Organized offensive: Law enforcement, retailers combat retail crime


When shoppers drive the Walmart parking lot, they're usually after one thing: empty spaces.


Jordan Ziebarth scouts for the exact opposite. The Cottage Grove, Minn., police officer isn't interested in the closest available parking spot to the store.


He's looking at the vehicles that are already there.


To you, it looks like a common parking lot — shoppers coming and going from vehicles, employees shuttling carts back into the store. But to Ziebarth, the Walmart parking lot is more like a fishing hole. He doesn't know how big the fish are or how many he'll catch, but like any experienced angler, he's drawn to the place where he knows he's likely to get a bite.


"I like it," Ziebarth said. "It's a challenge."


PREVIOUSLY: Analysis: Police called disproportionately to Walmart stores

The 12-year police force veteran is like a computer, continuously processing data he's scanning as his unmarked squad crawls through the lot.

Why is that guy sitting in a car parked in the back of the lot? Why is that SUV parked in the fire lane next to the store entrance? That truck — it's parked at an odd angle for no apparent reason. That other vehicle: is it a rental car?

Woodbury police officer Adam Sack looks for the same activity in his community.

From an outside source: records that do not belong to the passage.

//! hfta: intraday trading engine with quote backtesting.
//!
//! Hexagonal architecture: domain logic in [`domain`], port traits in [`ports`],
//! concrete implementations in [`adapters`].

pub mod adapters;
pub mod cli;
pub mod domain;
pub mod logging;
pub mod ports;
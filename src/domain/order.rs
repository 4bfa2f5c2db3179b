//! Order intents emitted by strategies.

use super::quote::{OrderType, Quote, Side};
use serde::Serialize;
use std::collections::BTreeMap;
use std::fmt;

#[derive(Debug, Clone, PartialEq, Serialize)]
pub struct OrderIntent {
    pub symbol: String,
    pub side: Side,
    pub quantity: f64,
    pub order_type: OrderType,
    pub strategy_name: Option<String>,
    pub limit_price: Option<f64>,
    pub meta: BTreeMap<String, String>,
}

impl OrderIntent {
    pub fn limit(symbol: &str, side: Side, quantity: f64, price: f64) -> Self {
        Self {
            symbol: symbol.to_uppercase(),
            side,
            quantity,
            order_type: OrderType::Limit,
            strategy_name: None,
            limit_price: Some(price),
            meta: BTreeMap::new(),
        }
    }

    pub fn market(symbol: &str, side: Side, quantity: f64) -> Self {
        Self {
            symbol: symbol.to_uppercase(),
            side,
            quantity,
            order_type: OrderType::Market,
            strategy_name: None,
            limit_price: None,
            meta: BTreeMap::new(),
        }
    }

    pub fn with_strategy(mut self, name: &str) -> Self {
        self.strategy_name = Some(name.to_string());
        self
    }

    pub fn with_meta(mut self, key: &str, value: &str) -> Self {
        self.meta.insert(key.to_string(), value.to_string());
        self
    }

    /// Price used for risk sizing and fill tracking: the limit price, then the
    /// last trade, then the side of the book the order would cross.
    pub fn reference_price(&self, quote: &Quote) -> Option<f64> {
        self.limit_price.or(quote.last).or(match self.side {
            Side::Buy => quote.ask,
            Side::Sell => quote.bid,
        })
    }

    pub fn notional(&self, price: f64) -> f64 {
        price * self.quantity
    }
}

impl fmt::Display for OrderIntent {
    fn fmt(&self, f: &mut fmt::Formatter<'_>) -> fmt::Result {
        write!(f, "{} {} {}", self.side, self.quantity, self.symbol)?;
        match self.limit_price {
            Some(px) => write!(f, " @ {px:.2} {}", self.order_type)?,
            None => write!(f, " {}", self.order_type)?,
        }
        if let Some(name) = &self.strategy_name {
            write!(f, " [{name}]")?;
        }
        Ok(())
    }
}
//! Configuration access port trait.

pub trait ConfigPort {
    fn get_string(&self, section: &str, key: &str) -> Option<String>;
    fn get_int(&self, section: &str, key: &str, default: i64) -> i64;
    fn get_double(&self, section: &str, key: &str, default: f64) -> f64;
    fn get_bool(&self, section: &str, key: &str, default: bool) -> bool;
    /// All section names, sorted.
    fn sections(&self) -> Vec<String>;
}
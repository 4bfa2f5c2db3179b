use clap::Parser;
use hfta::cli::{run, Cli};

fn main() -> std::process::ExitCode {
    run(Cli::parse())
}
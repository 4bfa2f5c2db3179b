//! Configuration validation.
//!
//! Range-checks every section before a run so bad values fail fast with the
//! offending section and key.

use crate::domain::error::HftaError;
use crate::domain::strategy::build_strategies;
use crate::domain::synthetic::{MAX_STEPS, MAX_STEP_SECONDS};
use crate::ports::config_port::ConfigPort;

/// Longest poll interval or cooldown, in seconds.
pub const MAX_SECONDS: f64 = 86_400.0;
pub const MAX_TIMEOUT_SECONDS: f64 = 600.0;
pub const MAX_CASH: f64 = 1e12;
pub const MAX_PRICE: f64 = 1e6;
pub const MAX_INTERVAL_LOOPS: i64 = 1_000_000;
pub const MAX_LOOKBACK_DAYS: i64 = 365;

/// Validate every section a live run reads.
pub fn validate_run_config(config: &dyn ConfigPort) -> Result<(), HftaError> {
    validate_engine_config(config)?;
    validate_risk_config(config)?;
    validate_strategy_config(config)?;
    validate_broker_config(config)?;
    validate_quotes_config(config)?;
    validate_ai_config(config)?;
    validate_selector_config(config)?;
    validate_universe_config(config)?;
    Ok(())
}

pub fn validate_backtest_config(config: &dyn ConfigPort) -> Result<(), HftaError> {
    positive(config, "backtest", "starting_price", 40.0, MAX_PRICE)?;
    positive(config, "backtest", "starting_cash", 100_000.0, MAX_CASH)?;
    non_negative(config, "backtest", "volatility_annual", 0.4, 10.0)?;
    positive(config, "backtest", "spread_cents", 0.10, MAX_PRICE)?;
    int_between(config, "backtest", "steps", 2000, 1, MAX_STEPS)?;
    int_between(config, "backtest", "step_seconds", 5, 1, MAX_STEP_SECONDS)?;
    if let Some(seed) = config.get_string("backtest", "seed") {
        if !seed.trim().is_empty() && seed.trim().parse::<u64>().is_err() {
            return Err(HftaError::config_invalid(
                "backtest",
                "seed",
                "seed must be a non-negative integer",
            ));
        }
    }
    validate_risk_config(config)?;
    validate_strategy_config(config)
}

pub fn validate_engine_config(config: &dyn ConfigPort) -> Result<(), HftaError> {
    if let Some(symbols) = config.get_string("engine", "symbols") {
        if symbols.split(',').all(|s| s.trim().is_empty()) {
            return Err(HftaError::config_invalid(
                "engine",
                "symbols",
                "symbols must list at least one ticker",
            ));
        }
    }
    positive(config, "engine", "poll_interval", 5.0, MAX_SECONDS)?;
    non_negative(config, "engine", "paper_cash", 0.0, MAX_CASH)
}

pub fn validate_risk_config(config: &dyn ConfigPort) -> Result<(), HftaError> {
    positive(config, "risk", "max_notional_per_order", 100.0, MAX_CASH)?;
    positive(config, "risk", "max_cash_utilization", 0.1, 1.0)
}

/// Every `[strategy.<name>]` section must build. At least one is required.
pub fn validate_strategy_config(config: &dyn ConfigPort) -> Result<(), HftaError> {
    let strategies = build_strategies(config)?;
    if strategies.is_empty() {
        return Err(HftaError::ConfigMissing {
            section: "strategy.<name>".to_string(),
            key: "type".to_string(),
        });
    }
    Ok(())
}

pub fn validate_broker_config(config: &dyn ConfigPort) -> Result<(), HftaError> {
    one_of(config, "broker", "provider", "paper", &["paper", "alpaca"])
}

pub fn validate_quotes_config(config: &dyn ConfigPort) -> Result<(), HftaError> {
    one_of(config, "quotes", "provider", "broker", &["broker", "finnhub"])?;
    int_between(config, "quotes", "max_workers", 4, 1, 256)?;
    int_between(config, "quotes", "max_calls_per_minute", 60, 1, 100_000)?;
    positive(config, "quotes", "timeout", 1.5, MAX_TIMEOUT_SECONDS)?;
    non_negative(config, "quotes", "rate_limit_cooldown", 60.0, MAX_SECONDS)
}

pub fn validate_ai_config(config: &dyn ConfigPort) -> Result<(), HftaError> {
    int_between(config, "ai", "interval_loops", 12, 1, MAX_INTERVAL_LOOPS)?;
    int_between(config, "ai", "max_output_tokens", 512, 1, 128_000)?;
    non_negative(config, "ai", "temperature", 0.2, 2.0)
}

pub fn validate_selector_config(config: &dyn ConfigPort) -> Result<(), HftaError> {
    one_of(
        config,
        "selector",
        "mode",
        "hybrid",
        &["heuristic", "advisor", "gpt", "hybrid"],
    )?;
    int_between(config, "selector", "interval_loops", 60, 1, MAX_INTERVAL_LOOPS)?;
    int_between(config, "selector", "min_trades", 3, 1, MAX_INTERVAL_LOOPS)
}

pub fn validate_universe_config(config: &dyn ConfigPort) -> Result<(), HftaError> {
    int_between(config, "universe", "max_symbols", 50, 0, 10_000)?;
    int_between(config, "universe", "lookback_days", 3, 1, MAX_LOOKBACK_DAYS)?;
    non_negative(config, "universe", "min_price", 5.0, MAX_PRICE)?;
    non_negative(config, "universe", "max_price", 500.0, MAX_PRICE)?;
    non_negative(config, "universe", "min_dollar_volume", 20_000_000.0, MAX_CASH * 1_000.0)?;
    let min = config.get_double("universe", "min_price", 5.0);
    let max = config.get_double("universe", "max_price", 500.0);
    if max < min {
        return Err(HftaError::config_invalid(
            "universe",
            "max_price",
            "max_price must be >= min_price",
        ));
    }
    Ok(())
}

/// `0 < value <= max`. NaN and infinities fail.
fn positive(
    config: &dyn ConfigPort,
    section: &str,
    key: &str,
    default: f64,
    max: f64,
) -> Result<(), HftaError> {
    let value = config.get_double(section, key, default);
    if !(value > 0.0 && value <= max) {
        return Err(HftaError::config_invalid(
            section,
            key,
            format!("{key} must be in (0, {max}]"),
        ));
    }
    Ok(())
}

/// `0 <= value <= max`. NaN and infinities fail.
fn non_negative(
    config: &dyn ConfigPort,
    section: &str,
    key: &str,
    default: f64,
    max: f64,
) -> Result<(), HftaError> {
    let value = config.get_double(section, key, default);
    if !(value >= 0.0 && value <= max) {
        return Err(HftaError::config_invalid(
            section,
            key,
            format!("{key} must be in [0, {max}]"),
        ));
    }
    Ok(())
}

fn int_between(
    config: &dyn ConfigPort,
    section: &str,
    key: &str,
    default: i64,
    min: i64,
    max: i64,
) -> Result<(), HftaError> {
    if !(min..=max).contains(&config.get_int(section, key, default)) {
        return Err(HftaError::config_invalid(
            section,
            key,
            format!("{key} must be between {min} and {max}"),
        ));
    }
    Ok(())
}

fn one_of(
    config: &dyn ConfigPort,
    section: &str,
    key: &str,
    default: &str,
    allowed: &[&str],
) -> Result<(), HftaError> {
    let value = config
        .get_string(section, key)
        .unwrap_or_else(|| default.to_string());
    if !allowed.contains(&value.trim().to_lowercase().as_str()) {
        return Err(HftaError::config_invalid(
            section,
            key,
            format!("expected one of {}, got {value:?}", allowed.join("|")),
        ));
    }
    Ok(())
}
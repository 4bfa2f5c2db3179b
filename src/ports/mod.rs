//! Port traits the domain depends on. Adapters implement them.

pub mod advisor_port;
pub mod broker_port;
pub mod config_port;
pub mod quote_port;
pub mod quote_store_port;
pub mod universe_port;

"All those things will kind of raise my suspicion," he said.

While Ziebarth and Sack are always on the lookout for solo operators to bust in the lots, they and other cops are keying in more than ever on thieves who are part of criminal networks that target retail stores.

"It's a regional problem," Sack said.

And a national one. According to a 2016 report by the National Retail Federation, businesses reported an average impact of about $700,000 per $1 billion in retail sales.

One group in particular, the Twin Cities Organized Retail Crime Association or TCORCA, has taken aim at the growing trend in the greater metro area. The nonprofit group, formed by Sack and two others, bands together law enforcement, prosecutors and members of the retail business community.

"It's a huge difference," Sack said. "It brings all the stakeholders to the table."

The group, which has recently enlisted detectives from the Hudson Police Department as part of its 900-plus-member enrollment, serves as an information-sharing resource providing cops, as well as businesses, with up-to-the-minute updates on suspects and methods being used by thieves. Members of the organization get email messages alerting them to retail crimes, often with real-time surveillance images of the suspects and their vehicles.

Woodbury Public Safety Director Lee Vague said revelations from TCORCA have been eye-opening.

"I learned shoplifting can't be dealt with as a local problem" alone, he said.

In some cases, suspects have flown into Minneapolis-St. Paul International Airport, rented cars and fanned out to execute retail thefts on behalf of national crime syndicates.

"You can't deal with it by yourself," Vague said.

And with Hudson now involved, the group can extend its reach into the Badger State, where officials hope to thwart organized retail crime efforts. The addition of TCORCA will beef up a system that Hudson Police Chief Marty Jensen said already saw crime alerts going back and forth across the border.

"It gives us a heads-up on what's going on in the Cities," Jensen said. "If it's happening over there, it's coming our way, most likely."

Evolving crimes

The list of recent cases includes one involving a group of Cuban nationals suspected of installing credit-card skimmers around Wisconsin. Hudson police detective Todd Pearson said that case, which also involved Red Wing police, is being actively investigated by the Wisconsin Department of Justice and the Minnesota Department of Commerce.

Pearson, along with fellow Hudson detective Glen Hartman, held a seminar July 25 where they shared information about organized retail crime with members of the Hudson business community. The detectives warned local business leaders to be on the lookout for cloned credit cards, credit card skimmers and gift card scams, among other emerging crimes.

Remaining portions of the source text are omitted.